Prud’homme presented his research in nanoscale processing for difficult-to-deliver drug therapies. He is the inventor of a technique called Flash NanoPrecipitation, which encapsulates therapeutic and diagnostic materials in nanoparticles to improve treatment and monitoring of diseases including cancer and tuberculosis. Prud’homme discussed how his research group’s Flash NanoPrecipitation platform addresses challenges associated with drug compounds that, while therapeutically viable, are ineffective in the body because they cannot be absorbed. He also outlined how Flash NanoPrecipitation enhances targeting of pharmaceutical, therapeutic and diagnostic agents. The lecture concluded with a look at how this platform supports protected delivery and sustained release of drugs. Prud’homme said that it is also compatible with continuous processing of pharmaceuticals, a focus of researchers in VCU’s pharmaceutical engineering initiative.
Christina Tang, Ph.D., assistant professor of chemical engineering, was a post-doctoral researcher in Prud’homme’s lab at Princeton before she came to VCU. Tang said that presentations such as this are vital to showing students the application side of the discipline. “It connects what they are doing in class with the ability to impact human health,” Tang said. “In the classroom, we delve into the details, but talks like this generate enthusiasm for the ‘why’ behind those details.”
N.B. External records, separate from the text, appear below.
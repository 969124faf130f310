use std::{borrow::Borrow, fmt};

use serde::{Deserialize, Serialize};

use crate::error::ValidationError;

/// Reject empty or whitespace-only required fields.
pub(crate) fn require(field: &'static str, value: String) -> Result<String, ValidationError> {
    if value.trim().is_empty() {
        return Err(ValidationError::EmptyField(field));
    }
    Ok(value)
}

macro_rules! non_empty_string {
    ($(#[$meta:meta])* $name:ident, $field:literal) => {
        $(#[$meta])*
        #[derive(Debug, Clone, PartialEq, Eq, PartialOrd, Ord, Hash, Serialize, Deserialize)]
        #[serde(try_from = "String", into = "String")]
        pub struct $name(String);

        impl $name {
            pub fn new(value: impl Into<String>) -> Result<Self, ValidationError> {
                require($field, value.into()).map($name)
            }

            pub fn as_str(&self) -> &str {
                &self.0
            }
        }

        impl TryFrom<String> for $name {
            type Error = ValidationError;

            fn try_from(value: String) -> Result<Self, Self::Error> {
                $name::new(value)
            }
        }

        impl From<$name> for String {
            fn from(value: $name) -> String {
                value.0
            }
        }

        impl Borrow<str> for $name {
            fn borrow(&self) -> &str {
                &self.0
            }
        }

        impl fmt::Display for $name {
            fn fmt(&self, f: &mut fmt::Formatter<'_>) -> fmt::Result {
                f.write_str(&self.0)
            }
        }
    };
}

non_empty_string!(
    /// Billing entity, conventionally `"type:id"`.
    Subject,
    "subject"
);

non_empty_string!(
    /// Unit of measure an observation is expressed in (`"tokens"`, `"requests"`).
    Unit,
    "unit"
);
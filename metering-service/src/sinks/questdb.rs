use std::time::Duration;

use futures::StreamExt;
use metering_core::MeterRecord;
use sqlx::postgres::PgPool;

use crate::{
    pipeline::{Envelope, PipelineError, Sink},
    store::questdb::insert_records,
};

/// Writes meter records to QuestDB over pgwire, one row per observation.
pub struct QuestDbRecordSink {
    pool: PgPool,
    batch_size: usize,
    max_retries: u32,
    retry_backoff: Duration,
}

impl QuestDbRecordSink {
    pub fn new(pool: PgPool, batch_size: usize, max_retries: u32, retry_backoff: Duration) -> Self {
        Self {
            pool,
            batch_size: batch_size.max(1),
            max_retries,
            retry_backoff,
        }
    }

    async fn flush_batch(&self, batch: &[Envelope<MeterRecord>]) -> Result<(), PipelineError> {
        if batch.is_empty() {
            return Ok(());
        }

        let mut attempt: u32 = 0;
        loop {
            match insert_records(&self.pool, batch.iter().map(|env| &env.payload)).await {
                Ok(rows) => {
                    metrics::counter!("questdb_ingested_records_total")
                        .increment(batch.len() as u64);
                    metrics::counter!("questdb_ingested_observations_total").increment(rows);

                    if let Some(min_received) = batch.iter().map(|e| e.received_at).min() {
                        if let Ok(dur) = std::time::SystemTime::now().duration_since(min_received) {
                            metrics::histogram!("ingest_end_to_end_latency_seconds")
                                .record(dur.as_secs_f64());
                        }
                    }

                    return Ok(());
                }
                Err(e) if attempt < self.max_retries => {
                    attempt += 1;
                    let sleep_for = self.retry_backoff * attempt;
                    tracing::warn!(
                        error = %e,
                        attempt,
                        "questdb record sink flush failed, retrying with backoff"
                    );
                    tokio::time::sleep(sleep_for).await;
                }
                Err(e) => {
                    tracing::error!(error = %e, "questdb record sink flush failed, giving up");
                    metrics::counter!("questdb_sink_errors_total").increment(1);
                    return Err(PipelineError::Sink(e.to_string()));
                }
            }
        }
    }
}

#[async_trait::async_trait]
impl Sink<MeterRecord> for QuestDbRecordSink {
    async fn run<S>(&self, mut input: S) -> Result<(), PipelineError>
    where
        S: futures::Stream<Item = Result<Envelope<MeterRecord>, PipelineError>>
            + Send
            + Unpin
            + 'static,
    {
        let mut buffer: Vec<Envelope<MeterRecord>> = Vec::with_capacity(self.batch_size);

        while let Some(item) = input.next().await {
            let env = match item {
                Ok(env) => env,
                Err(e) => {
                    tracing::error!(error = %e, "error in upstream pipeline for QuestDbRecordSink");
                    continue;
                }
            };

            buffer.push(env);
            if buffer.len() >= self.batch_size {
                self.flush_batch(&buffer).await?;
                buffer.clear();
            }
        }

        if !buffer.is_empty() {
            self.flush_batch(&buffer).await?;
        }

        Ok(())
    }
}
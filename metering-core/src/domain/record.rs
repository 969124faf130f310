use std::collections::{BTreeMap, BTreeSet};

use serde::{Deserialize, Serialize};

use super::ids::{require, Subject, Unit};
use crate::{
    decimal::Decimal,
    error::ValidationError,
    temporal::{TimeWindow, Timestamp},
};

/// What was observed: a quantity of some unit, at an instant or over a span.
#[derive(Debug, Clone, PartialEq, Eq, Serialize, Deserialize)]
pub struct Observation {
    pub quantity: Decimal,
    pub unit: Unit,
    pub window: TimeWindow,
}

impl Observation {
    pub fn instant(quantity: Decimal, unit: Unit, at: Timestamp) -> Self {
        Self {
            quantity,
            unit,
            window: TimeWindow::instant(at),
        }
    }
}

/// Every observation extracted from one event, bundled so that they persist
/// (or fail) together.
#[derive(Debug, Clone, PartialEq, Eq, Serialize, Deserialize)]
#[serde(try_from = "RawMeterRecord")]
pub struct MeterRecord {
    pub id: String,
    #[serde(rename = "workspaceID")]
    pub workspace_id: String,
    #[serde(rename = "universeID")]
    pub universe_id: String,
    pub subject: Subject,
    #[serde(rename = "observedAt")]
    pub observed_at: Timestamp,
    observations: Vec<Observation>,
    pub dimensions: BTreeMap<String, String>,
    #[serde(rename = "sourceEventID")]
    pub source_event_id: String,
    /// System processing time, distinct from the business time `observed_at`.
    #[serde(rename = "meteredAt")]
    pub metered_at: Timestamp,
}

#[derive(Deserialize)]
struct RawMeterRecord {
    id: String,
    #[serde(rename = "workspaceID")]
    workspace_id: String,
    #[serde(rename = "universeID")]
    universe_id: String,
    subject: Subject,
    #[serde(rename = "observedAt")]
    observed_at: Timestamp,
    observations: Vec<Observation>,
    #[serde(default)]
    dimensions: BTreeMap<String, String>,
    #[serde(rename = "sourceEventID")]
    source_event_id: String,
    #[serde(rename = "meteredAt")]
    metered_at: Timestamp,
}

impl TryFrom<RawMeterRecord> for MeterRecord {
    type Error = ValidationError;

    fn try_from(raw: RawMeterRecord) -> Result<Self, Self::Error> {
        MeterRecord::builder(raw.id, raw.workspace_id, raw.universe_id, raw.subject)
            .observed_at(raw.observed_at)
            .observations(raw.observations)
            .dimensions(raw.dimensions)
            .source_event_id(raw.source_event_id)
            .metered_at(raw.metered_at)
            .build()
    }
}

impl MeterRecord {
    pub fn builder(
        id: impl Into<String>,
        workspace_id: impl Into<String>,
        universe_id: impl Into<String>,
        subject: Subject,
    ) -> MeterRecordBuilder {
        MeterRecordBuilder {
            id: id.into(),
            workspace_id: workspace_id.into(),
            universe_id: universe_id.into(),
            subject,
            observed_at: None,
            observations: Vec::new(),
            dimensions: BTreeMap::new(),
            source_event_id: String::new(),
            metered_at: None,
        }
    }

    /// Never empty.
    pub fn observations(&self) -> &[Observation] {
        &self.observations
    }

    pub fn units(&self) -> BTreeSet<&Unit> {
        self.observations.iter().map(|o| &o.unit).collect()
    }
}

pub struct MeterRecordBuilder {
    id: String,
    workspace_id: String,
    universe_id: String,
    subject: Subject,
    observed_at: Option<Timestamp>,
    observations: Vec<Observation>,
    dimensions: BTreeMap<String, String>,
    source_event_id: String,
    metered_at: Option<Timestamp>,
}

impl MeterRecordBuilder {
    pub fn observed_at(mut self, at: Timestamp) -> Self {
        self.observed_at = Some(at);
        self
    }

    pub fn observation(mut self, observation: Observation) -> Self {
        self.observations.push(observation);
        self
    }

    pub fn observations(mut self, observations: Vec<Observation>) -> Self {
        self.observations = observations;
        self
    }

    pub fn dimensions(mut self, dimensions: BTreeMap<String, String>) -> Self {
        self.dimensions = dimensions;
        self
    }

    pub fn source_event_id(mut self, id: impl Into<String>) -> Self {
        self.source_event_id = id.into();
        self
    }

    pub fn metered_at(mut self, at: Timestamp) -> Self {
        self.metered_at = Some(at);
        self
    }

    pub fn build(self) -> Result<MeterRecord, ValidationError> {
        if self.observations.is_empty() {
            return Err(ValidationError::NoObservations);
        }

        Ok(MeterRecord {
            id: require("id", self.id)?,
            workspace_id: require("workspaceID", self.workspace_id)?,
            universe_id: require("universeID", self.universe_id)?,
            subject: self.subject,
            observed_at: self.observed_at.ok_or(ValidationError::EmptyField("observedAt"))?,
            observations: self.observations,
            dimensions: self.dimensions,
            source_event_id: require("sourceEventID", self.source_event_id)?,
            metered_at: self.metered_at.ok_or(ValidationError::EmptyField("meteredAt"))?,
        })
    }
}

#[cfg(test)]
mod tests {
    use super::*;

    const WIRE: &str = r#"{
        "id": "3f1c",
        "workspaceID": "ws-1",
        "universeID": "prod",
        "subject": "customer:42",
        "observedAt": "2024-01-01T12:00:00Z",
        "observations": [
            {
                "quantity": "1500",
                "unit": "tokens",
                "window": {"start": "2024-01-01T12:00:00Z", "end": "2024-01-01T12:00:00Z"}
            }
        ],
        "dimensions": {"model": "large"},
        "sourceEventID": "evt1",
        "meteredAt": "2024-01-01T12:00:05Z"
    }"#;

    #[test]
    fn wire_shape_parses_and_keeps_quantities_as_strings() {
        let record: MeterRecord = serde_json::from_str(WIRE).unwrap();
        assert_eq!(record.source_event_id, "evt1");
        assert_eq!(record.observations().len(), 1);
        assert!(record.observations()[0].window.is_instant());

        let json = serde_json::to_value(&record).unwrap();
        assert_eq!(json["observations"][0]["quantity"], "1500");
        assert_eq!(json["sourceEventID"], "evt1");
        assert_eq!(json["meteredAt"], "2024-01-01T12:00:05Z");
    }

    #[test]
    fn records_without_observations_are_rejected() {
        let mut wire: serde_json::Value = serde_json::from_str(WIRE).unwrap();
        wire["observations"] = serde_json::json!([]);
        assert!(serde_json::from_value::<MeterRecord>(wire).is_err());
    }
}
Undergraduate and graduate students agreed. Raven Smith, a junior majoring in chemical engineering, is using the Flash NanoPrecipitation process in her own research. Smith, who plans to continue researching in the area and hopes to publish, was eager to have the chance to speak to Prud’homme. Oscar Bastidas, a doctoral chemical engineering student working on drug design and discovery, valued the opportunity to learn from a drug delivery expert. “Drug designers make the molecule, but also have to examine how it will function in the biological environment,” he said. “Take bleach, for example — it will kill HIV, but it’s not a ‘drug.’ Medicine is not just a molecule; it has to be something that can also get to the target.”